La nuit, sans être trop claire, permettait de voir les objets à distance. Un peu plus loin, sur la Sarthe, apparaissait la masse sombre de la Juliette qui, depuis qu'elle avait démarré, aurait dû être déjà bien loin.

—Pourquoi est-elle encore là? et surtout pourquoi est-elle allée s'arrêter à l'autre rive, au lieu de revenir à celle-ci? demanda Vasseur.

—Parce que le bateau, descendant à la dérive, a été poussé par le courant de la rivière, qui porte sur la rive gauche.

—À la dérive? répéta le lieutenant; mais alors que fait donc l'équipage?

—Il dort à poings fermés, grâce au narcotique contenu dans le vin que je lui ai offert pour son coup du départ.
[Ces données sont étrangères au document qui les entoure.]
#[test]
fn test_platform_packages_hide_non_public_members() {
    let set = ArtifactSet::new().with(
        ClassArtifact::class("java.util", "Thing")
            .with_method(MethodArtifact::new("visible", JvmType::Void))
            .with_method(MethodArtifact::new("hidden", JvmType::Void).with_flags(MethodFlags::PRIVATE)),
    );
    let mut model = Model::new();
    let java = model.module("java");
    assert!(java.is_some());
    let mut loader = DeclarationLoader::new(&set);
    let id = loader.load(&mut model, "java.util.Thing", DeclarationKind::Type).unwrap_or_else(|e| panic!("{e}"));
    assert_eq!(loader.ensure_complete(&mut model, id), Ok(()));

    assert!(direct(&model, id, "visible").is_some());
    assert_eq!(direct(&model, id, "hidden"), None);
    let package = model.package_of(id).unwrap_or_else(|| panic!("no package"));
    assert_eq!(model.decl(package).container, java);
}

#[test]
fn test_analyzer_declarations_win() {
    let set = ArtifactSet::new().with(ClassArtifact::class("a", "Shared"));
    let mut model = Model::new();
    let module = model.find_or_create_module("a");
    let package = model.find_or_create_package(module, "a");
    let source = model.add_nominal(package, "Shared", NominalKind::Class);
    let mut loader = DeclarationLoader::new(&set);

    assert_eq!(loader.load(&mut model, "a.Shared", DeclarationKind::Type), Ok(source));
    assert_eq!(loader.ensure_complete(&mut model, source), Ok(()));
    assert_eq!(model.decl(source).origin, Origin::Source);
}

#[test]
fn test_arrays_become_sequences() {
    let set = ArtifactSet::new().with(
        ClassArtifact::class("a", "Bytes").with_method(MethodArtifact::new("getData", JvmType::array(JvmType::Byte))),
    );
    let mut model = Model::new();
    let mut loader = DeclarationLoader::new(&set);
    let lang = *model.lang();
    let id = loader.load(&mut model, "a.Bytes", DeclarationKind::Type).unwrap_or_else(|e| panic!("{e}"));
    assert_eq!(loader.ensure_complete(&mut model, id), Ok(()));

    let data = direct(&model, id, "data").unwrap_or_else(|| panic!("no data"));
    assert_eq!(value_type(&model, data), Some(model.sequence_of(Type::simple(lang.integer))));
    assert!(!model.decl(data).flags.contains(DeclFlags::UNBOXED));
}

#[test]
fn test_language_boxed_wrappers_are_optional() {
    let set = ArtifactSet::new().with(
        ClassArtifact::class("a", "Boxes")
            .with_method(MethodArtifact::new("getCount", JvmType::class("lang.Integer")))
            .with_method(MethodArtifact::new("getTotal", JvmType::class("java.lang.Long")))
            .with_method(MethodArtifact::new(
                "getItems",
                JvmType::generic("lang.Sequence", vec![JvmType::class("lang.Integer")]),
            )),
    );
    let mut model = Model::new();
    let mut loader = DeclarationLoader::new(&set);
    let lang = *model.lang();
    let id = loader.load(&mut model, "a.Boxes", DeclarationKind::Type).unwrap_or_else(|e| panic!("{e}"));
    assert_eq!(loader.ensure_complete(&mut model, id), Ok(()));

    let optional_integer = Some(Type::optional(Type::simple(lang.integer)));
    let count = direct(&model, id, "count").unwrap_or_else(|| panic!("no count"));
    assert_eq!(value_type(&model, count), optional_integer);
    let total = direct(&model, id, "total").unwrap_or_else(|| panic!("no total"));
    assert_eq!(value_type(&model, total), optional_integer);
    // Type arguments are never optional.
    let items = direct(&model, id, "items").unwrap_or_else(|| panic!("no items"));
    assert_eq!(
        value_type(&model, items),
        Some(Type::nominal(lang.sequence, vec![Type::simple(lang.integer)]))
    );
}
use pretty_assertions::assert_eq;

use super::*;

fn kind(method: MethodArtifact) -> MemberKind {
    MemberKind::classify(&method)
}

#[test]
fn test_accessors() {
    assert_eq!(
        kind(MethodArtifact::new("getCount", JvmType::Long)),
        MemberKind::Getter {
            attribute: "count".to_owned()
        }
    );
    assert_eq!(
        kind(MethodArtifact::new("isEmpty", JvmType::Boolean)),
        MemberKind::Getter {
            attribute: "empty".to_owned()
        }
    );
    assert_eq!(
        kind(MethodArtifact::new("setCount", JvmType::Void).with_param("count", JvmType::Long)),
        MemberKind::Setter {
            attribute: "count".to_owned()
        }
    );
}

#[test]
fn test_near_accessors_are_functions() {
    // void getter
    assert_eq!(kind(MethodArtifact::new("getReady", JvmType::Void)), MemberKind::Function);
    // getter with a parameter
    assert_eq!(
        kind(MethodArtifact::new("getItem", JvmType::Long).with_param("i", JvmType::Int)),
        MemberKind::Function
    );
    // setter with a return value
    assert_eq!(
        kind(MethodArtifact::new("setCount", JvmType::Long).with_param("c", JvmType::Long)),
        MemberKind::Function
    );
    // lowercase after prefix
    assert_eq!(kind(MethodArtifact::new("getaway", JvmType::Long)), MemberKind::Function);
}

#[test]
fn test_object_accessors() {
    assert_eq!(kind(MethodArtifact::new("hashCode", JvmType::Int)), MemberKind::HashAccessor);
    assert_eq!(
        kind(MethodArtifact::new("toString", JvmType::class("java.lang.String"))),
        MemberKind::StringAccessor
    );
    assert_eq!(MemberKind::HashAccessor.attribute(), Some("hash"));
    assert_eq!(MemberKind::Function.attribute(), None);
}

#[test]
fn test_constructor_and_equals() {
    assert_eq!(kind(MethodArtifact::constructor()), MemberKind::Constructor);
    let equals = MethodArtifact::new("equals", JvmType::Boolean)
        .with_param("other", JvmType::class("java.lang.Object"));
    assert!(is_equals(&equals));
    assert_eq!(kind(equals), MemberKind::Function);
    let overload = MethodArtifact::new("equals", JvmType::Boolean)
        .with_param("other", JvmType::class("m.Item"));
    assert!(!is_equals(&overload));
}
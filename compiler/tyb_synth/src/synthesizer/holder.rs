//! Holder classes for top-level declarations and singletons.

use tyb_codec::metadata::describe;
use tyb_codec::{DeclMetadata, Marker};
use tyb_erase::ErasureContext;
use tyb_ir::{naming, DeclFlags, DeclId, DeclKind, Type};

use super::Synthesizer;
use crate::def::{ClassDef, Expr, FieldDef, MethodDef, Modifiers, ParamDef, Stmt};
use crate::SynthError;

impl Synthesizer<'_> {
    /// Holder class for a top-level attribute.
    ///
    /// A private static slot, a static getter, a static setter when the
    /// attribute is variable, and a private constructor.
    #[tracing::instrument(level = "debug", skip(self))]
    pub fn value_holder(&self, decl: DeclId) -> Result<ClassDef, SynthError> {
        let d = self.model.decl(decl);
        let ty = match &d.kind {
            DeclKind::Value(v) if d.flags.contains(DeclFlags::TOPLEVEL) => v.ty.as_ref(),
            _ => None,
        }
        .ok_or_else(|| self.wrong_shape(decl, "an attribute holder"))?;
        let name = self.model.simple_name(decl);
        let target = self.erase(ty)?;

        let mut class = self.holder_class(decl, DeclMetadata::default(), Marker::Attribute);
        let slot = Expr::StaticField {
            class: class.qualified_name(),
            name: naming::HOLDER_VALUE_FIELD.to_owned(),
        };

        let mut slot_modifiers = Modifiers::PRIVATE | Modifiers::STATIC;
        if !d.is_variable() {
            slot_modifiers |= Modifiers::FINAL;
        }
        class.fields.push(FieldDef {
            name: naming::HOLDER_VALUE_FIELD.to_owned(),
            ty: target.clone(),
            modifiers: slot_modifiers,
        });

        let getter = self
            .getter_signature(decl, Modifiers::PUBLIC | Modifiers::STATIC)?
            .with_body(vec![Stmt::Return(Some(slot.clone()))]);
        class.methods.push(getter);

        if d.is_variable() {
            let param = naming::quote_if_keyword(name).into_owned();
            let setter = MethodDef::new(naming::setter_name(name), Modifiers::PUBLIC | Modifiers::STATIC)
                .with_param(ParamDef::new(param.clone(), target))
                .with_body(vec![Stmt::Assign {
                    target: slot,
                    value: Expr::Local(param),
                }]);
            class.methods.push(setter);
        }

        class.methods.push(MethodDef::constructor(Modifiers::PRIVATE));
        Ok(class)
    }

    /// Holder class for a top-level function: one static method named after
    /// the function, plus a static method per defaulted parameter computing
    /// its default from the parameters before it.
    #[tracing::instrument(level = "debug", skip(self))]
    pub fn function_holder(&self, decl: DeclId) -> Result<ClassDef, SynthError> {
        let d = self.model.decl(decl);
        let f = match &d.kind {
            DeclKind::Function(f) if d.flags.contains(DeclFlags::TOPLEVEL) => f,
            _ => return Err(self.wrong_shape(decl, "a function holder")),
        };

        let mut class = self.holder_class(decl, DeclMetadata::default(), Marker::Method);
        let method = self.method_signature(decl, Modifiers::PUBLIC | Modifiers::STATIC)?;

        let params = f.parameter_lists.first().map_or(&[][..], |l| l.params.as_slice());
        for (index, param) in params.iter().enumerate() {
            if !param.defaulted {
                continue;
            }
            let mut default = MethodDef::new(
                naming::default_value_method(&method.name, self.model.name(param.name)),
                Modifiers::PUBLIC | Modifiers::STATIC,
            )
            .returning(self.erase(&param.ty)?);
            default.params = method.params[..index].to_vec();
            class.methods.push(default);
        }

        class.methods.insert(0, method);
        class.methods.push(MethodDef::constructor(Modifiers::PRIVATE));
        Ok(class)
    }

    /// Class of a singleton object: a private constructor, a lazily
    /// initialised static `value` and a static getter for it.
    ///
    /// Accepts either the object's anonymous class or its value.
    #[tracing::instrument(level = "debug", skip(self))]
    pub fn singleton(&self, decl: DeclId) -> Result<ClassDef, SynthError> {
        let class_decl = match &self.model.decl(decl).kind {
            DeclKind::Nominal(n) if n.object_type => Some(decl),
            DeclKind::Value(v) => v
                .ty
                .as_ref()
                .and_then(Type::nominal_decl)
                .filter(|&c| self.model.decl(c).as_nominal().is_some_and(|n| n.object_type)),
            _ => None,
        }
        .ok_or_else(|| self.wrong_shape(decl, "a singleton"))?;
        let nominal = self
            .model
            .decl(class_decl)
            .as_nominal()
            .ok_or_else(|| self.wrong_shape(decl, "a singleton"))?;

        let mut class = self.holder_class(class_decl, describe(self.model, class_decl), Marker::Object);
        if let Some(extended) = &nominal.extended_type {
            class.superclass = self.eraser.erase(extended, ErasureContext::Extends, false)?;
        }
        for satisfied in &nominal.satisfied_types {
            class
                .interfaces
                .extend(self.eraser.erase(satisfied, ErasureContext::Satisfies, false)?);
        }

        let self_type = self.self_type(class_decl);
        let holder = class.qualified_name();
        let slot = Expr::StaticField {
            class: holder.clone(),
            name: naming::HOLDER_VALUE_FIELD.to_owned(),
        };
        class.fields.push(FieldDef {
            name: naming::HOLDER_VALUE_FIELD.to_owned(),
            ty: self_type.clone(),
            modifiers: Modifiers::PRIVATE | Modifiers::STATIC | Modifiers::VOLATILE,
        });

        let getter = MethodDef::new(
            naming::getter_name(self.model.simple_name(class_decl)),
            Modifiers::PUBLIC | Modifiers::STATIC,
        )
        .returning(self_type)
        .with_body(vec![
            Stmt::If {
                cond: Expr::IsNull(Box::new(slot.clone())),
                then: vec![Stmt::Assign {
                    target: slot.clone(),
                    value: Expr::New {
                        class: holder,
                        args: Vec::new(),
                    },
                }],
            },
            Stmt::Return(Some(slot)),
        ]);
        class.methods.push(MethodDef::constructor(Modifiers::PRIVATE));
        class.methods.push(getter);
        Ok(class)
    }
}
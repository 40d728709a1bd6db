use super::*;
use pretty_assertions::assert_eq;

#[test]
fn builder_sets_all_fields() {
    let diag = Diagnostic::error(ErrorCode::E1001)
        .with_message("cannot resolve `a.b.C`")
        .with_subject("a.b.D")
        .with_note("referenced from a supertype");

    assert!(diag.is_error());
    assert!(!diag.is_warning());
    assert_eq!(diag.message, "cannot resolve `a.b.C`");
    assert_eq!(diag.subject.as_deref(), Some("a.b.D"));
    assert_eq!(diag.notes, vec!["referenced from a supertype".to_string()]);
}

#[test]
fn or_subject_keeps_innermost_attribution() {
    let diag = Diagnostic::error(ErrorCode::E1002)
        .with_subject("a.Foo.bar")
        .or_subject("a.Foo");
    assert_eq!(diag.subject.as_deref(), Some("a.Foo.bar"));

    let diag = Diagnostic::error(ErrorCode::E1002).or_subject("a.Foo");
    assert_eq!(diag.subject.as_deref(), Some("a.Foo"));
}

#[test]
fn display_renders_header_subject_and_notes() {
    let diag = Diagnostic::warning(ErrorCode::W1001)
        .with_message("`a.Foo` has multiple constructors")
        .with_subject("a.Foo")
        .with_note("only the first one is used");

    assert_eq!(
        diag.to_string(),
        "warning[W1001]: `a.Foo` has multiple constructors\n  --> a.Foo\n  = note: only the first one is used"
    );
}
Voilà donc comment, ainsi que vous le voyez, toute la largeur de la Sarthe sépare le bateau de notre siffleur enragé.

Pendant qu'ils étaient seuls, le lieutenant voulut satisfaire sa curiosité.

—Tu t'es fait connaître à moi avec le nom de passe, dit-il, mais j'ignore ton vrai nom.

—Meuzelin!

—Bigre!!! lâcha Vasseur avec l'accent de la plus sincère admiration pour le porteur de ce nom.